Directions | Every entry, from the first line to the last, should be output exactly.

-- -- --

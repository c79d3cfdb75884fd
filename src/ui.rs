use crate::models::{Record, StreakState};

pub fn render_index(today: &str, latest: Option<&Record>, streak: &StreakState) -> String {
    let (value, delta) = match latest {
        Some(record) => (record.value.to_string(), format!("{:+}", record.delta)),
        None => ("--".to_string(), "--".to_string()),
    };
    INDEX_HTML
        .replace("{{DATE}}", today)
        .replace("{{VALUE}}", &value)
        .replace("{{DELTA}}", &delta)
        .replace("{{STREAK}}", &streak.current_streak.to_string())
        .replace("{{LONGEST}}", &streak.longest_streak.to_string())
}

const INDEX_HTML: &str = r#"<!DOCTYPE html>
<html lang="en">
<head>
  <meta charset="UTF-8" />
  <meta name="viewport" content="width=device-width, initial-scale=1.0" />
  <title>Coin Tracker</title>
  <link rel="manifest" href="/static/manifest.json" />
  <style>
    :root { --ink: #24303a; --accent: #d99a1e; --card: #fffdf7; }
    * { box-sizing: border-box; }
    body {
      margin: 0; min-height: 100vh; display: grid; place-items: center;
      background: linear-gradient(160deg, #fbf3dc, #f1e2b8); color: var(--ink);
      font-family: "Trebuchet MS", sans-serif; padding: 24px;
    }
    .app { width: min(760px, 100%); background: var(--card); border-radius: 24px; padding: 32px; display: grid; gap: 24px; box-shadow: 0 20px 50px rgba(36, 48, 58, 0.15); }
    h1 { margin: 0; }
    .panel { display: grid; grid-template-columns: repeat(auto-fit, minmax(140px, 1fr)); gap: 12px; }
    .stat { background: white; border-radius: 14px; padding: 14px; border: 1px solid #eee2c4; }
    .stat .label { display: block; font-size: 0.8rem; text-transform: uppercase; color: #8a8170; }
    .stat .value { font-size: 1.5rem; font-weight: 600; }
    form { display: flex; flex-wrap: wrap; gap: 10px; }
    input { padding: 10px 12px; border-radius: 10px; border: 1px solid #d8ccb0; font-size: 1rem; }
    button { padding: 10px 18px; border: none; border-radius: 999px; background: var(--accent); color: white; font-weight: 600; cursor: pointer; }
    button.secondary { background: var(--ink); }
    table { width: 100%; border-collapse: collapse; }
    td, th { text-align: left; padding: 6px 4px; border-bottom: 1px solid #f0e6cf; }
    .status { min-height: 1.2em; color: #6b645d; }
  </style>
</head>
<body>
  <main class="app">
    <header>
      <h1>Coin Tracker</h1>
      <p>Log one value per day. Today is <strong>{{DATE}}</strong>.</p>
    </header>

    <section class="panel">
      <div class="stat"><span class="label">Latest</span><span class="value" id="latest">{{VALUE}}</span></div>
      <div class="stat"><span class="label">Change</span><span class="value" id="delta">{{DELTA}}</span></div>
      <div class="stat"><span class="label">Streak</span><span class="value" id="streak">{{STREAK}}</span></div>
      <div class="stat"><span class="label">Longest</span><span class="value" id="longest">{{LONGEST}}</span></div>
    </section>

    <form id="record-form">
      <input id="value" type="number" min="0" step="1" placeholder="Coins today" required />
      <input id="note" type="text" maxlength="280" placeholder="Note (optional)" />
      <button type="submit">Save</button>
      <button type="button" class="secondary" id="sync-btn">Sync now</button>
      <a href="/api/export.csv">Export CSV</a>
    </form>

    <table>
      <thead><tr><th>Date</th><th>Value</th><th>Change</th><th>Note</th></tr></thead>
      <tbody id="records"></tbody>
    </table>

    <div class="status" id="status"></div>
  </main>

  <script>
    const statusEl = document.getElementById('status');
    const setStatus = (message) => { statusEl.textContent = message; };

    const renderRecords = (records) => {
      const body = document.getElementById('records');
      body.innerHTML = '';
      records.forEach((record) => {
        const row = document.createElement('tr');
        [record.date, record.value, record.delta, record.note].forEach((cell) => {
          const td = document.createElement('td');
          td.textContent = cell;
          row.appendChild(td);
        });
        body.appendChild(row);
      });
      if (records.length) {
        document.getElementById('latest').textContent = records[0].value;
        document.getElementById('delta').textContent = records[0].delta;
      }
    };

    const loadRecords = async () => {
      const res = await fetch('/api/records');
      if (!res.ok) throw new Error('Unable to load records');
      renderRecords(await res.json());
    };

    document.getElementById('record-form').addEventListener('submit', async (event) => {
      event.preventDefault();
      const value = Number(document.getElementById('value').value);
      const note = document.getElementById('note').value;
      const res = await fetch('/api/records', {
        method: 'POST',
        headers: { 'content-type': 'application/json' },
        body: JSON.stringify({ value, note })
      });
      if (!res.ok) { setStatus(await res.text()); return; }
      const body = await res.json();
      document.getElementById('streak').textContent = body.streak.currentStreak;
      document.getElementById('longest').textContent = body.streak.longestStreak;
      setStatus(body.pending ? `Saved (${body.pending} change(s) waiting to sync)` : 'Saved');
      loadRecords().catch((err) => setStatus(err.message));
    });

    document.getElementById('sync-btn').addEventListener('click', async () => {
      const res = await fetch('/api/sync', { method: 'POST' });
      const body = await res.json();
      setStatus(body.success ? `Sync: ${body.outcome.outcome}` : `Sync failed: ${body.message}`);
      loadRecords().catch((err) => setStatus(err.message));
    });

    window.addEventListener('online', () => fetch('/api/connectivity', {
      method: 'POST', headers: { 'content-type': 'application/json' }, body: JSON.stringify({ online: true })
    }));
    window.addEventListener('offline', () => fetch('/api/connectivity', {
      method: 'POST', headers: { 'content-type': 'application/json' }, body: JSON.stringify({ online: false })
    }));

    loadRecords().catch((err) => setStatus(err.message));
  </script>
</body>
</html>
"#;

-- -- --

Result of this task |
repository c79d3cfdb75884fd
filename src/ui.rs
use crate::models::{Record, StreakState};

pub fn render_index(today: &str, latest: Option<&Record>, streak: &StreakState) -> String {
    let (value, delta) = match latest {
        Some(record) => (record.value.to_string(), format!("{:+}", record.delta)),
        None => ("--".to_string(), "--".to_string()),
    };
    INDEX_HTML
        .replace("{{DATE}}", today)
        .replace("{{VALUE}}", &value)
        .replace("{{DELTA}}", &delta)
        .replace("{{STREAK}}", &streak.current_streak.to_string())
        .replace("{{LONGEST}}", &streak.longest_streak.to_string())
}

const INDEX_HTML: &str = r#"<!DOCTYPE html>
<html lang="en">
<head>
  <meta charset="UTF-8" />
  <meta name="viewport" content="width=device-width, initial-scale=1.0" />
  <title>Coin Tracker</title>
  <link rel="manifest" href="/static/manifest.json" />
  <style>
    :root { --ink: #24303a; --accent: #d99a1e; --card: #fffdf7; }
    * { box-sizing: border-box; }
    body {
      margin: 0; min-height: 100vh; display: grid; place-items: center;
      background: linear-gradient(160deg, #fbf3dc, #f1e2b8); color: var(--ink);
      font-family: "Trebuchet MS", sans-serif; padding: 24px;
    }
    .app { width: min(760px, 100%); background: var(--card); border-radius: 24px; padding: 32px; display: grid; gap: 24px; box-shadow: 0 20px 50px rgba(36, 48, 58, 0.15); }
    h1 { margin: 0; }
    .panel { display: grid; grid-template-columns: repeat(auto-fit, minmax(140px, 1fr)); gap: 12px; }
    .stat { background: white; border-radius: 14px; padding: 14px; border: 1px solid #eee2c4; }
    .stat .label { display: block; font-size: 0.8rem; text-transform: uppercase; color: #8a8170; }
    .stat .value { font-size: 1.5rem; font-weight: 600; }
    form { display: flex; flex-wrap: wrap; gap: 10px; }
    input { padding: 10px 12px; border-radius: 10px; border: 1px solid #d8ccb0; font-size: 1rem; }
    button { padding: 10px 18px; border: none; border-radius: 999px; background: var(--accent); color: white; font-weight: 600; cursor: pointer; }
    button.secondary { background: var(--ink); }
    table { width: 100%; border-collapse: collapse; }
    td, th { text-align: left; padding: 6px 4px; border-bottom: 1px solid #f0e6cf; }
    .status { min-height: 1.2em; color: #6b645d; }
  </style>
</head>
<body>
  <main class="app">
    <header>
      <h1>Coin Tracker</h1>
      <p>Log one value per day. Today is <strong>{{DATE}}</strong>.</p>
    </header>

    <section class="panel">
      <div class="stat"><span class="label">Latest</span><span class="value" id="latest">{{VALUE}}</span></div>
      <div class="stat"><span class="label">Change</span><span class="value" id="delta">{{DELTA}}</span></div>
      <div class="stat"><span class="label">Streak</span><span class="value" id="streak">{{STREAK}}</span></div>
      <div class="stat"><span class="label">Longest</span><span class="value" id="longest">{{LONGEST}}</span></div>
    </section>

    <form id="record-form">
      <input id="value" type="number" min="0" step="1" placeholder="Coins today" required />
      <input id="note" type="text" maxlength="280" placeholder="Note (optional)" />
      <button type="submit">Save</button>
      <button type="button" class="secondary" id="sync-btn">Sync now</button>
      <a href="/api/export.csv">Export CSV</a>
    </form>

    <table>
      <thead><tr><th>Date</th><th>Value</th><th>Change</th><th>Note</th></tr></thead>
      <tbody id="records"></tbody>
    </table>

    <div class="status" id="status"></div>
  </main>

  <script>
    const statusEl = document.getElementById('status');
    const setStatus = (message) => { statusEl.textContent = message; };

    const renderRecords = (records) => {
      const body = document.getElementById('records');
      body.innerHTML = '';
      records.forEach((record) => {
        const row = document.createElement('tr');
        [record.date, record.value, record.delta, record.note].forEach((cell) => {
          const td = document.createElement('td');
          td.textContent = cell;
          row.appendChild(td);
        });
        body.appendChild(row);
      });
      if (records.length) {
        document.getElementById('latest').textContent = records[0].value;
        document.getElementById('delta').textContent = records[0].delta;
      }
    };

    const loadRecords = async () => {
      const res = await fetch('/api/records');
      if (!res.ok) throw new Error('Unable to load records');
      renderRecords(await res.json());
    };

    document.getElementById('record-form').addEventListener('submit', async (event) => {
      event.preventDefault();
      const value = Number(document.getElementById('value').value);
      const note = document.getElementById('note').value;
      const res = await fetch('/api/records', {
        method: 'POST',
        headers: { 'content-type': 'application/json' },
        body: JSON.stringify({ value, note })
      });
      if (!res.ok) { setStatus(await res.text()); return; }
      const body = await res.json();
      document.getElementById('streak').textContent = body.streak.currentStreak;
      document.getElementById('longest').textContent = body.streak.longestStreak;
      setStatus(body.pending ? `Saved (${body.pending} change(s) waiting to sync)` : 'Saved');
      loadRecords().catch((err) => setStatus(err.message));
    });

    document.getElementById('sync-btn').addEventListener('click', async () => {
      const res = await fetch('/api/sync', { method: 'POST' });
      const body = await res.json();
      setStatus(body.success ? `Sync: ${body.outcome.outcome}` : `Sync failed: ${body.message}`);
      loadRecords().catch((err) => setStatus(err.message));
    });

    window.addEventListener('online', () => fetch('/api/connectivity', {
      method: 'POST', headers: { 'content-type': 'application/json' }, body: JSON.stringify({ online: true })
    }));
    window.addEventListener('offline', () => fetch('/api/connectivity', {
      method: 'POST', headers: { 'content-type': 'application/json' }, body: JSON.stringify({ online: false })
    }));

    loadRecords().catch((err) => setStatus(err.message));
  </script>
</body>
</html>
"#;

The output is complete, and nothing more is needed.